Similarly in Indonesia, gay
leader Dédé Oetomo has turned to the radical People’s Democratic Party for
changes that the Suharto regime did not deliver despite its tolerance of LGBT
groups. Joseph and Dhall note the obstacle posed to LGBT rights in India by the
strength of ‘fundamentalist, communal and sectarian parties’: if lesbian/gay
rights are ever won in India, the odds are that it will be as a result of
radical democratic movements against these forces. In Muslim countries like
Pakistan or Egypt, Islamic fundamentalism will have to be confronted in a radical
and democratic way. In all these countries true democratization will require
mobilizing and organizing the poor majority, which in turn can set in motion
fundamental social change.
Lesbian/gay liberation in the
Third World thus means not only legal rights achieved through the normal
mechanisms of constitutional democracy, but transformations achieved together
with other social forces fighting against dictatorship, clientelism, racism,
fundamentalism and poverty. Even when LGBT activists see the need to join in
these battles, however, it does not follow at all that other democratic and
radical forces will welcome LGBT allies. This implies a second kind of autonomy
alongside autonomy from state institutions: autonomy from other movements.

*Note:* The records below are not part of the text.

//! Summary cards: total services, uptime and average response time

use std::sync::Arc;

use crate::api::ServiceApiClient;
use crate::events::DashboardEvent;
use crate::stats::{summarize, DashboardSummary};

use super::ViewState;

#[derive(Debug)]
pub struct StatsCardsView {
    api: Arc<ServiceApiClient>,
    state: ViewState<DashboardSummary>,
    fetch_count: usize,
}

impl StatsCardsView {
    pub fn new(api: Arc<ServiceApiClient>) -> Self {
        Self {
            api,
            state: ViewState::Loading,
            fetch_count: 0,
        }
    }

    pub fn state(&self) -> &ViewState<DashboardSummary> {
        &self.state
    }

    pub fn fetch_count(&self) -> usize {
        self.fetch_count
    }

    pub async fn load(&mut self) {
        self.fetch_count += 1;
        self.state = match self.api.list_services().await {
            Ok(services) if services.is_empty() => ViewState::Empty,
            Ok(services) => ViewState::Ready(summarize(&services)),
            Err(e) => {
                tracing::warn!("Failed to load dashboard summary: {}", e);
                ViewState::Error(e.inline_message())
            }
        };
    }

    pub async fn handle_event(&mut self, event: &DashboardEvent) -> bool {
        if *event == DashboardEvent::ServicesChanged {
            self.load().await;
            true
        } else {
            false
        }
    }
}

#[cfg(test)]
mod tests {
    use super::*;
    use crate::events::EventBus;
    use crate::io::{HttpResponse, MockHttpClient};
    use crate::models::AuthToken;
    use crate::session::{MemoryTokenStore, Session};

    fn view_with(body: &'static str) -> StatsCardsView {
        let mut mock = MockHttpClient::new();
        mock.expect_send().returning(move |_| {
            Box::pin(async move {
                Ok(HttpResponse {
                    status: 200,
                    body: body.to_string(),
                })
            })
        });
        let session = Session::new(Arc::new(MemoryTokenStore::with_token(AuthToken {
            access_token: "X".to_string(),
            token_type: "Bearer".to_string(),
        })));
        StatsCardsView::new(Arc::new(ServiceApiClient::new(
            "http://api",
            Arc::new(mock),
            session,
            EventBus::default(),
        )))
    }

    #[tokio::test]
    async fn summarizes_latest_samples() {
        let mut view = view_with(
            r#"[
            {"id":"a","name":"A","refresh_frequency":"1 minute","stats":[
                {"status":false,"response_time":null,"ping_date":"2024-05-01T09:00:00Z"},
                {"status":true,"response_time":200.0,"ping_date":"2024-05-01T10:00:00Z"}]},
            {"id":"b","name":"B","refresh_frequency":"1 minute","stats":[
                {"status":false,"response_time":400.0,"ping_date":"2024-05-01T10:00:00Z"}]},
            {"id":"c","name":"C","refresh_frequency":"1 hour"}
        ]"#,
        );
        view.load().await;

        let summary = view.state().data().copied().unwrap();
        assert_eq!(summary.total_services, 3);
        assert_eq!(summary.up_percentage, 50);
        assert_eq!(summary.avg_response_time, 300);
    }

    #[tokio::test]
    async fn no_services_is_empty() {
        let mut view = view_with("[]");
        view.load().await;
        assert_eq!(*view.state(), ViewState::Empty);
    }

    #[tokio::test]
    async fn ignores_notification_changes() {
        let mut view = view_with("[]");
        let event = DashboardEvent::NotificationsChanged {
            service_id: "a".to_string(),
        };
        assert!(!view.handle_event(&event).await);
        assert!(view.state().is_loading());
    }
}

Independent lesbian/gay organizations, initiatives and thinking are
indispensable. Very little organizing for LGBT rights happens if LGBTs do not
organize themselves. Occasionally there are exceptions—ABVA in India is one
broad human rights group that has advocated lesbian/gay rights, and early law
reform efforts in some advanced capitalist countries provide other examples—but
generally they occur in relatively brief take-off periods, before LGBTs have
succeeded in organizing and taking control of their own movements.

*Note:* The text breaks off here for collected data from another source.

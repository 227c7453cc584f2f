//! HTTP client abstraction for testability

use async_trait::async_trait;

/// HTTP methods used against the monitoring backend
#[derive(Debug, Clone, Copy, PartialEq, Eq)]
pub enum Method {
    Get,
    Post,
    Put,
    Delete,
}

impl std::fmt::Display for Method {
    fn fmt(&self, f: &mut std::fmt::Formatter<'_>) -> std::fmt::Result {
        match self {
            Method::Get => write!(f, "GET"),
            Method::Post => write!(f, "POST"),
            Method::Put => write!(f, "PUT"),
            Method::Delete => write!(f, "DELETE"),
        }
    }
}

/// An outgoing request; the body, when present, is JSON
#[derive(Debug, Clone, PartialEq, Eq)]
pub struct HttpRequest {
    pub method: Method,
    pub url: String,
    pub headers: Vec<(String, String)>,
    pub body: Option<String>,
}

impl HttpRequest {
    pub fn new(method: Method, url: impl Into<String>) -> Self {
        Self {
            method,
            url: url.into(),
            headers: Vec::new(),
            body: None,
        }
    }

    pub fn get(url: impl Into<String>) -> Self {
        Self::new(Method::Get, url)
    }

    pub fn post(url: impl Into<String>) -> Self {
        Self::new(Method::Post, url)
    }

    pub fn put(url: impl Into<String>) -> Self {
        Self::new(Method::Put, url)
    }

    pub fn delete(url: impl Into<String>) -> Self {
        Self::new(Method::Delete, url)
    }

    /// Serialize `value` as the JSON body and set the content type
    pub fn json<T: serde::Serialize>(mut self, value: &T) -> crate::Result<Self> {
        self.body = Some(serde_json::to_string(value)?);
        self.headers
            .push(("Content-Type".to_string(), "application/json".to_string()));
        Ok(self)
    }

    pub fn header(mut self, name: impl Into<String>, value: impl Into<String>) -> Self {
        self.headers.push((name.into(), value.into()));
        self
    }

    /// Look up a header value by case-insensitive name
    pub fn header_value(&self, name: &str) -> Option<&str> {
        self.headers
            .iter()
            .find(|(n, _)| n.eq_ignore_ascii_case(name))
            .map(|(_, v)| v.as_str())
    }
}

/// HTTP response from a request
#[derive(Debug, Clone)]
pub struct HttpResponse {
    pub status: u16,
    pub body: String,
}

impl HttpResponse {
    pub fn is_success(&self) -> bool {
        (200..300).contains(&self.status)
    }

    /// Decode the body as JSON
    pub fn json<T: serde::de::DeserializeOwned>(&self) -> crate::Result<T> {
        Ok(serde_json::from_str(&self.body)?)
    }

    /// Turn a non-2xx response into a `Status` error
    pub fn error_for_status(self) -> crate::Result<Self> {
        if self.is_success() {
            Ok(self)
        } else {
            Err(crate::DashboardError::Status {
                status: self.status,
                body: self.body,
            })
        }
    }
}

/// Abstraction over HTTP client for dependency injection
#[async_trait]
#[cfg_attr(test, mockall::automock)]
pub trait HttpClient: Send + Sync {
    /// Send a request once; non-2xx statuses are returned, not raised
    async fn send(&self, request: HttpRequest) -> crate::Result<HttpResponse>;
}

/// Production HTTP client using reqwest
#[derive(Default)]
pub struct ReqwestHttpClient {
    client: reqwest::Client,
}

impl ReqwestHttpClient {
    pub fn new() -> Self {
        Self::default()
    }
}

#[async_trait]
impl HttpClient for ReqwestHttpClient {
    async fn send(&self, request: HttpRequest) -> crate::Result<HttpResponse> {
        let HttpRequest {
            method,
            url,
            headers,
            body,
        } = request;
        tracing::debug!("{} {}", method, url);

        let mut builder = match method {
            Method::Get => self.client.get(&url),
            Method::Post => self.client.post(&url),
            Method::Put => self.client.put(&url),
            Method::Delete => self.client.delete(&url),
        };
        for (name, value) in &headers {
            builder = builder.header(name.as_str(), value.as_str());
        }
        if let Some(body) = body {
            builder = builder.body(body);
        }

        let response = builder.send().await.map_err(|e| {
            crate::DashboardError::Network(format!("{} {} failed: {}", method, url, e))
        })?;

        let status = response.status().as_u16();
        let body = response.text().await.map_err(|e| {
            crate::DashboardError::Network(format!("Reading response body: {}", e))
        })?;

        tracing::debug!("{} {} -> {} ({} bytes)", method, url, status, body.len());
        Ok(HttpResponse { status, body })
    }
}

Lesbians in particular feel the
need to organize their own lesbian groups. Otherwise they end up too often
being subordinated in broader movements in at least three different ways: as
gay people in left, democratic and human rights movements; as lesbians in mixed
gay organizations dominated by gay men and their sometimes blatant, sometimes
subtle misogyny; and as lesbians in feminist groups, facing what Mogrovejo
calls ‘internalised lesbophobia, as much from heterosexual feminists as from
closet lesbians’.
Building autonomous communities
and organizations should be combined with working in broader movements that
have the social weight to bring about change. As James Green says, autonomy and
alliance can be combined. Mogrovejo gives the example of lesbians who as ‘loyal
daughters to their mothers’ have ‘continued to fight for space as women and
feminists within the feminist movement’. There are many other examples of a
persistent, increasingly visible and vocal LGBT presence inside radical
movements in South Africa, Brazil, Indonesia and other parts of the Third
World. The gains made through working with the Sandinistas and ANC, to mention
only two examples, show that visibility and vocalness can pay off. Admittedly,
LGBT radicals run occupational risks: a double burden of activism and a
tendency towards split personalities. Only as their numbers grow and
understanding grows in both LGBT and other movements will the burdens and
pressures on them ease.
Dialectics of identity
Along with autonomy from institutions
and autonomy from other movements, there is the issue of autonomy from the
families and communities that LGBT people are themselves born into. This kind
of autonomy means the development of distinctive LGBT identies and subcultures.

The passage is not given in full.